Struktur und Geschichte des Niederländischen Eine Einführung in die niederländische Sprachwissenschaft

Afrikaans

Die Entwicklung des Afrikaans

Das Afrikaans hat sich aus dem Niederländischen des 17. Jh. entwickelt: Die Vereinigte Ostindische Handelskompanie (VOC) ließ sich im 17. Jh. am Kap der guten Hoffnung nieder, sie benötigte das Kap als Rastplatz für ihre Schiffe auf dem langen Weg nach Indien. Die Schiffsleute und Händler brauchten eine Zwischenstation, wo sie Essen und Trinken an Bord nehmen, Kranke zurücklassen konnten usw. Die ersten Kolonisten am Kap kamen aus den südlichen Niederlanden. Ihre Herkunft ist an einigen Details im heutigen Afrikaans noch zu erkennen. Es waren Matrosen und Bauern, beide mit eigenem Wortschatz und Dialekt, die das Kap besiedelten. Die einheimischen Bewohner Südafrikas waren damals hauptsächlich sogenannte Hottentotten und Buschmänner.

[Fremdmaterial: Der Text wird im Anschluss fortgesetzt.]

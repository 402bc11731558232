//! Top navigation bar with page links and sign-out.

use leptos::prelude::*;

use crate::state::auth::AuthState;
use crate::state::ui::{Page, UiState};

#[component]
pub fn NavBar() -> impl IntoView {
    let auth = expect_context::<RwSignal<AuthState>>();
    let ui = expect_context::<RwSignal<UiState>>();

    let user_name = move || auth.with(|a| a.session.as_ref().map(|s| s.name.clone()).unwrap_or_default());

    view! {
        <nav class="nav-bar">
            <span class="nav-bar__brand">"Expense Tracker"</span>
            <div class="nav-bar__links">
                {Page::ALL
                    .into_iter()
                    .map(|page| {
                        view! {
                            <button
                                class=move || {
                                    if ui.with(|u| u.page == page) {
                                        "nav-bar__link nav-bar__link--active"
                                    } else {
                                        "nav-bar__link"
                                    }
                                }
                                on:click=move |_| ui.update(|u| u.navigate(page))
                            >
                                {page.title()}
                            </button>
                        }
                    })
                    .collect_view()}
            </div>
            <span class="nav-bar__user">{user_name}</span>
            <button
                class="nav-bar__logout"
                on:click=move |_| {
                    auth.update(AuthState::sign_out);
                    ui.update(|u| u.navigate(Page::Dashboard));
                }
            >
                "Logout"
            </button>
        </nav>
    }
}
//! Calendar helpers: ISO parsing, month arithmetic, and month labels.
//!
//! DESIGN
//! ======
//! Expense dates travel as `yyyy-MM-dd` strings. Everything month-shaped
//! (dashboard windows, chart buckets, the month selector) goes through
//! [`YearMonth`] so bucketing and labels agree.

#[cfg(test)]
#[path = "dates_test.rs"]
mod dates_test;

use std::cmp::Ordering;
use std::fmt;

use time::format_description::well_known::Rfc3339;
use time::macros::format_description;
use time::{Date, Month, OffsetDateTime, PrimitiveDateTime, UtcOffset};

/// Parse `yyyy-MM-dd`, also accepting the date part of an ISO datetime.
pub fn parse_iso_date(raw: &str) -> Option<Date> {
    let raw = raw.trim();
    let head = raw.get(..10)?;
    if raw.len() > 10 && !matches!(raw.as_bytes()[10], b'T' | b't' | b' ') {
        return None;
    }
    Date::parse(head, format_description!("[year]-[month]-[day]")).ok()
}

/// Parse an ISO datetime with or without offset and fractional seconds.
/// Offset-bearing values are normalized to UTC.
pub fn parse_iso_datetime(raw: &str) -> Option<PrimitiveDateTime> {
    let raw = raw.trim();
    if let Ok(dt) = OffsetDateTime::parse(raw, &Rfc3339) {
        let utc = dt.to_offset(UtcOffset::UTC);
        return Some(PrimitiveDateTime::new(utc.date(), utc.time()));
    }
    PrimitiveDateTime::parse(
        raw,
        format_description!("[year]-[month]-[day]T[hour]:[minute][optional [:[second][optional [.[subsecond]]]]]"),
    )
    .ok()
}

/// Render a date as `yyyy-MM-dd`.
pub fn to_iso(date: Date) -> String {
    date.format(format_description!("[year]-[month]-[day]"))
        .unwrap_or_else(|_| date.to_string())
}

/// Today's calendar date: the browser's local date, or UTC elsewhere.
pub fn today() -> Date {
    #[cfg(feature = "hydrate")]
    {
        let now = js_sys::Date::new_0();
        #[allow(clippy::cast_possible_truncation, clippy::cast_possible_wrap)]
        let year = now.get_full_year() as i32;
        #[allow(clippy::cast_possible_truncation)]
        let month = Month::try_from(now.get_month() as u8 + 1).unwrap_or(Month::January);
        #[allow(clippy::cast_possible_truncation)]
        let day = now.get_date() as u8;
        Date::from_calendar_date(year, month, day).unwrap_or_else(|_| OffsetDateTime::now_utc().date())
    }
    #[cfg(not(feature = "hydrate"))]
    {
        OffsetDateTime::now_utc().date()
    }
}

/// Shift a date by whole months, clamping the day to the target month's
/// length (Mar 31 minus one month is the last day of February).
pub fn shift_months(date: Date, delta: i32) -> Date {
    let target = YearMonth::of(date).plus_months(delta);
    let day = date.day().min(target.last_day().day());
    Date::from_calendar_date(target.year, target.month, day).unwrap_or(date)
}

/// A calendar month, ordered chronologically.
#[derive(Clone, Copy, Debug, PartialEq, Eq, Hash)]
pub struct YearMonth {
    pub year: i32,
    pub month: Month,
}

impl YearMonth {
    pub fn of(date: Date) -> Self {
        Self { year: date.year(), month: date.month() }
    }

    /// Parse a `yyyy-MM` key.
    pub fn parse(raw: &str) -> Option<Self> {
        let (year, month) = raw.trim().split_once('-')?;
        if year.len() != 4 || month.len() != 2 {
            return None;
        }
        let year = year.parse::<i32>().ok()?;
        let month = Month::try_from(month.parse::<u8>().ok()?).ok()?;
        Date::from_calendar_date(year, month, 1).ok()?;
        Some(Self { year, month })
    }

    fn index(self) -> i64 {
        i64::from(self.year) * 12 + i64::from(u8::from(self.month)) - 1
    }

    fn from_index(index: i64) -> Self {
        #[allow(clippy::cast_possible_truncation)]
        let year = index.div_euclid(12) as i32;
        #[allow(clippy::cast_possible_truncation, clippy::cast_sign_loss)]
        let month = Month::try_from(index.rem_euclid(12) as u8 + 1).unwrap_or(Month::January);
        Self { year, month }
    }

    pub fn plus_months(self, delta: i32) -> Self {
        Self::from_index(self.index() + i64::from(delta))
    }

    pub fn minus_months(self, n: u32) -> Self {
        Self::from_index(self.index() - i64::from(n))
    }

    pub fn first_day(self) -> Date {
        Date::from_calendar_date(self.year, self.month, 1).unwrap_or(Date::MIN)
    }

    pub fn last_day(self) -> Date {
        let first = self.first_day();
        self.plus_months(1).first_day().previous_day().unwrap_or(first)
    }

    /// Whether an ISO date string falls inside this month.
    pub fn contains(self, raw_date: &str) -> bool {
        parse_iso_date(raw_date).is_some_and(|d| YearMonth::of(d) == self)
    }

    /// `Jan 2026`
    pub fn short_label(self) -> String {
        self.first_day()
            .format(format_description!("[month repr:short] [year]"))
            .unwrap_or_else(|_| self.to_string())
    }

    /// `January 2026`
    pub fn long_label(self) -> String {
        self.first_day()
            .format(format_description!("[month repr:long] [year]"))
            .unwrap_or_else(|_| self.to_string())
    }
}

impl Ord for YearMonth {
    fn cmp(&self, other: &Self) -> Ordering {
        self.index().cmp(&other.index())
    }
}

impl PartialOrd for YearMonth {
    fn partial_cmp(&self, other: &Self) -> Option<Ordering> {
        Some(self.cmp(other))
    }
}

impl fmt::Display for YearMonth {
    fn fmt(&self, f: &mut fmt::Formatter<'_>) -> fmt::Result {
        write!(f, "{:04}-{:02}", self.year, u8::from(self.month))
    }
}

Ab ca. 1740 kann man die Umgangssprache in Südafrika nicht mehr als reines Niederländisch bezeichnen. Eine der plausibelste Theorien über das Entstehen dieser neuen Sprachvariante ist, daß die wichtigsten Veränderungen im Afrikaans auf Interferenzen zurückgehen.

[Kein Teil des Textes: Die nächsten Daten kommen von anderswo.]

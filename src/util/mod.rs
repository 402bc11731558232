//! Utility helpers shared across pages and components.
//!
//! SYSTEM CONTEXT
//! ==============
//! Utility modules hold the pure logic (dates, money, files, form checks) so
//! pages stay thin and the rules are testable without a browser.

pub mod dates;
pub mod file;
pub mod format;
pub mod validation;
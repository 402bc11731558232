//! Display formatting for money, dates, file sizes, and percentages.
//!
//! Output mirrors what an `en-US` browser locale renders, so lists, the
//! dashboard, and receipt metadata all read the same way.

#[cfg(test)]
#[path = "format_test.rs"]
mod format_test;

use time::macros::format_description;

use super::dates;

/// Currencies offered by the expense form and filters, with select labels.
pub const SUPPORTED_CURRENCIES: [(&str, &str); 7] = [
    ("USD", "USD - US Dollar"),
    ("EUR", "EUR - Euro"),
    ("GBP", "GBP - British Pound"),
    ("JPY", "JPY - Japanese Yen"),
    ("CAD", "CAD - Canadian Dollar"),
    ("AUD", "AUD - Australian Dollar"),
    ("INR", "INR - Indian Rupee"),
];

pub const DEFAULT_CURRENCY: &str = "USD";

pub fn is_supported_currency(code: &str) -> bool {
    SUPPORTED_CURRENCIES.iter().any(|(c, _)| *c == code)
}

fn currency_symbol(code: &str) -> Option<&'static str> {
    match code {
        "USD" => Some("$"),
        "EUR" => Some("€"),
        "GBP" => Some("£"),
        "JPY" => Some("¥"),
        "CAD" => Some("CA$"),
        "AUD" => Some("A$"),
        "INR" => Some("₹"),
        _ => None,
    }
}

fn fraction_digits(code: &str) -> u32 {
    if code == "JPY" { 0 } else { 2 }
}

fn group_thousands(mut value: u64) -> String {
    if value == 0 {
        return "0".to_owned();
    }
    let mut groups = Vec::new();
    while value > 0 {
        groups.push(value % 1000);
        value /= 1000;
    }
    let mut out = String::new();
    for (i, group) in groups.iter().rev().enumerate() {
        if i == 0 {
            out.push_str(&group.to_string());
        } else {
            out.push_str(&format!(",{group:03}"));
        }
    }
    out
}

/// Format an amount in the given ISO currency, e.g. `$1,234.50`, `¥1,235`.
///
/// An empty code formats as USD; codes without a known symbol are used as a
/// prefix (`CHF 12.00`).
pub fn format_currency(amount: f64, code: &str) -> String {
    let code = code.trim().to_ascii_uppercase();
    let code = if code.is_empty() { DEFAULT_CURRENCY.to_owned() } else { code };
    let digits = fraction_digits(&code);
    let factor = 10_u64.pow(digits);

    #[allow(clippy::cast_possible_truncation, clippy::cast_sign_loss, clippy::cast_precision_loss)]
    let scaled = if amount.is_finite() { (amount.abs() * factor as f64).round() as u64 } else { 0 };
    let whole = group_thousands(scaled / factor);
    let number = if digits == 0 {
        whole
    } else {
        format!("{whole}.{:0width$}", scaled % factor, width = digits as usize)
    };

    let prefix = currency_symbol(&code).map_or_else(|| format!("{code} "), str::to_owned);
    let sign = if amount < 0.0 && scaled > 0 { "-" } else { "" };
    format!("{sign}{prefix}{number}")
}

/// Format `yyyy-MM-dd` (or an ISO datetime) as `MMM dd, yyyy`.
/// Unparseable input is returned unchanged.
pub fn format_date(raw: &str) -> String {
    dates::parse_iso_date(raw)
        .and_then(|d| d.format(format_description!("[month repr:short] [day], [year]")).ok())
        .unwrap_or_else(|| raw.to_owned())
}

/// Format an ISO datetime as `MMM dd, yyyy HH:mm` (UTC for offset inputs).
/// Unparseable input is returned unchanged.
pub fn format_datetime(raw: &str) -> String {
    dates::parse_iso_datetime(raw)
        .and_then(|dt| dt.format(format_description!("[month repr:short] [day], [year] [hour]:[minute]")).ok())
        .unwrap_or_else(|| raw.to_owned())
}

/// Human-readable file size: bytes below 1 KiB, then KB / MB with two decimals.
#[allow(clippy::cast_precision_loss)]
pub fn format_file_size(bytes: u64) -> String {
    const KIB: u64 = 1024;
    if bytes < KIB {
        format!("{bytes} B")
    } else if bytes < KIB * KIB {
        format!("{:.2} KB", bytes as f64 / KIB as f64)
    } else {
        format!("{:.2} MB", bytes as f64 / (KIB * KIB) as f64)
    }
}

/// Share of `total` as a one-decimal percentage string; `"0"` when total is not positive.
pub fn format_percentage(part: f64, total: f64) -> String {
    if total <= 0.0 {
        return "0".to_owned();
    }
    format!("{:.1}", part / total * 100.0)
}

/// Round to whole cents.
pub fn round_cents(value: f64) -> f64 {
    (value * 100.0).round() / 100.0
}
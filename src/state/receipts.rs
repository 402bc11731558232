//! Receipt upload panel and gallery state.
//!
//! DESIGN
//! ======
//! Previews and thumbnails are browser object URLs that must be revoked.
//! Every transition that drops a URL hands it back to the caller, so the
//! state never leaks one silently.

#[cfg(test)]
#[path = "receipts_test.rs"]
mod receipts_test;

use std::collections::{BTreeMap, BTreeSet};

use crate::net::types::Receipt;
use crate::util::file::SelectedFile;
pub use crate::util::file::{is_image, is_pdf};
use crate::util::validation::validate_receipt_selection;

pub const UPLOAD_RECEIPT_FAILED: &str = "Failed to upload receipt";
pub const LOAD_RECEIPTS_FAILED: &str = "Failed to load receipts";
pub const DELETE_RECEIPT_FAILED: &str = "Failed to delete receipt";
pub const DELETE_RECEIPT_CONFIRMATION: &str = "Are you sure you want to delete this receipt?";

/// Upload panel state.
#[derive(Clone, Debug, Default)]
pub struct ReceiptUploadState {
    pub selected: Option<SelectedFile>,
    pub notes: String,
    pub uploading: bool,
    pub error: Option<String>,
    pub preview_url: Option<String>,
    /// Bumped on every reset; the view clears the native file input when it changes.
    pub input_epoch: u64,
}

impl ReceiptUploadState {
    /// Replace the selection. Returns the previous preview URL to revoke.
    pub fn select(&mut self, file: Option<SelectedFile>) -> Option<String> {
        self.selected = file;
        self.error = None;
        self.preview_url.take()
    }

    /// Whether the current selection gets an inline preview.
    pub fn wants_preview(&self) -> bool {
        self.selected.as_ref().is_some_and(SelectedFile::is_image)
    }

    /// Store a preview URL for the current image. Returns the URL back when
    /// the selection is not an image so the caller can revoke it.
    pub fn set_preview(&mut self, url: String) -> Option<String> {
        if !self.wants_preview() {
            return Some(url);
        }
        self.preview_url.replace(url)
    }

    /// Validate the selection and mark the upload in flight.
    ///
    /// Returns the file and trimmed notes, or records the error and returns `None`.
    pub fn begin_upload(&mut self) -> Option<(SelectedFile, Option<String>)> {
        match validate_receipt_selection(self.selected.as_ref()) {
            Ok(file) => {
                let file = file.clone();
                self.uploading = true;
                self.error = None;
                let notes = Some(self.notes.trim().to_owned()).filter(|n| !n.is_empty());
                Some((file, notes))
            }
            Err(message) => {
                self.error = Some(message.to_owned());
                None
            }
        }
    }

    pub fn fail_upload(&mut self, message: impl Into<String>) {
        self.uploading = false;
        self.error = Some(message.into());
    }

    /// Clear the panel after a successful upload. Returns the preview URL to revoke.
    pub fn finish_upload(&mut self) -> Option<String> {
        self.uploading = false;
        self.reset()
    }

    /// Drop the selection, notes, and preview. Returns the preview URL to revoke.
    pub fn reset(&mut self) -> Option<String> {
        self.selected = None;
        self.notes.clear();
        self.error = None;
        self.input_epoch = self.input_epoch.wrapping_add(1);
        self.preview_url.take()
    }
}

/// Gallery grid plus the open preview modal.
#[derive(Clone, Debug, Default)]
pub struct ReceiptGalleryState {
    pub receipts: Vec<Receipt>,
    pub loading: bool,
    pub error: Option<String>,
    pub thumbnails: BTreeMap<String, String>,
    pub loading_thumbnails: BTreeSet<String>,
    pub selected: Option<Receipt>,
    pub selected_url: Option<String>,
}

impl ReceiptGalleryState {
    pub fn set_receipts(&mut self, receipts: Vec<Receipt>) {
        self.receipts = receipts;
        self.loading = false;
        self.error = None;
    }

    pub fn fail_load(&mut self, message: impl Into<String>) {
        self.loading = false;
        self.error = Some(message.into());
    }

    /// Image receipts with neither a thumbnail nor a load in flight.
    pub fn thumbnails_to_load(&self) -> Vec<String> {
        self.receipts
            .iter()
            .filter(|r| is_image(&r.mime_type))
            .filter(|r| !self.thumbnails.contains_key(&r.id) && !self.loading_thumbnails.contains(&r.id))
            .map(|r| r.id.clone())
            .collect()
    }

    pub fn mark_loading(&mut self, id: &str) {
        self.loading_thumbnails.insert(id.to_owned());
    }

    /// Record a fetched thumbnail. Returns the URL back when the receipt is
    /// no longer listed, or a stale URL it replaced.
    pub fn thumbnail_loaded(&mut self, id: &str, url: String) -> Option<String> {
        self.loading_thumbnails.remove(id);
        if !self.receipts.iter().any(|r| r.id == id) {
            return Some(url);
        }
        self.thumbnails.insert(id.to_owned(), url)
    }

    pub fn thumbnail_failed(&mut self, id: &str) {
        self.loading_thumbnails.remove(id);
    }

    /// Open the preview. Returns the previous preview URL to revoke.
    pub fn open(&mut self, receipt: Receipt) -> Option<String> {
        self.selected = Some(receipt);
        self.selected_url.take()
    }

    /// Attach a fetched preview URL. Returns it back if the modal moved on.
    pub fn preview_loaded(&mut self, id: &str, url: String) -> Option<String> {
        if self.selected.as_ref().is_some_and(|r| r.id == id) {
            self.selected_url.replace(url)
        } else {
            Some(url)
        }
    }

    /// Close the preview. Returns its URL to revoke.
    pub fn close(&mut self) -> Option<String> {
        self.selected = None;
        self.selected_url.take()
    }

    /// Drop a deleted receipt. Returns its thumbnail URL to revoke.
    pub fn remove(&mut self, id: &str) -> Option<String> {
        self.receipts.retain(|r| r.id != id);
        self.loading_thumbnails.remove(id);
        self.thumbnails.remove(id)
    }

    pub fn prepend(&mut self, receipt: Receipt) {
        self.receipts.insert(0, receipt);
    }

    /// Every object URL held, emptied out for revocation on teardown.
    pub fn take_all_urls(&mut self) -> Vec<String> {
        let mut urls: Vec<String> = std::mem::take(&mut self.thumbnails).into_values().collect();
        urls.extend(self.selected_url.take());
        urls
    }
}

Die französischen Hugenotten, die im 16. und 17. Jh. nach Südafrika kamen, hatten keinen sehr großen Einfluß auf die Sprache. Nur französische Namen erinnern noch an sie. Jene ursprünglich französischen Wörter, die ins Afrikaans übernommen wurden, stammen aus dem Niederländischen des 17. und 18. Jh.. Auch die "Malaiischen Sklaven" aus Indonesien, Angola und anderen Gebieten, meist portugiesischen Kolonien, die im Laufe des 18. Jh. nach Südafrika gebracht wurden, hatten nur beschränkt Einfluß auf die Sprache. Die malaiischen und portugiesischen Wörter im Afrikaans sind bereits in früherer Zeit ins Niederländische entlehnt worden (Seemannssprache).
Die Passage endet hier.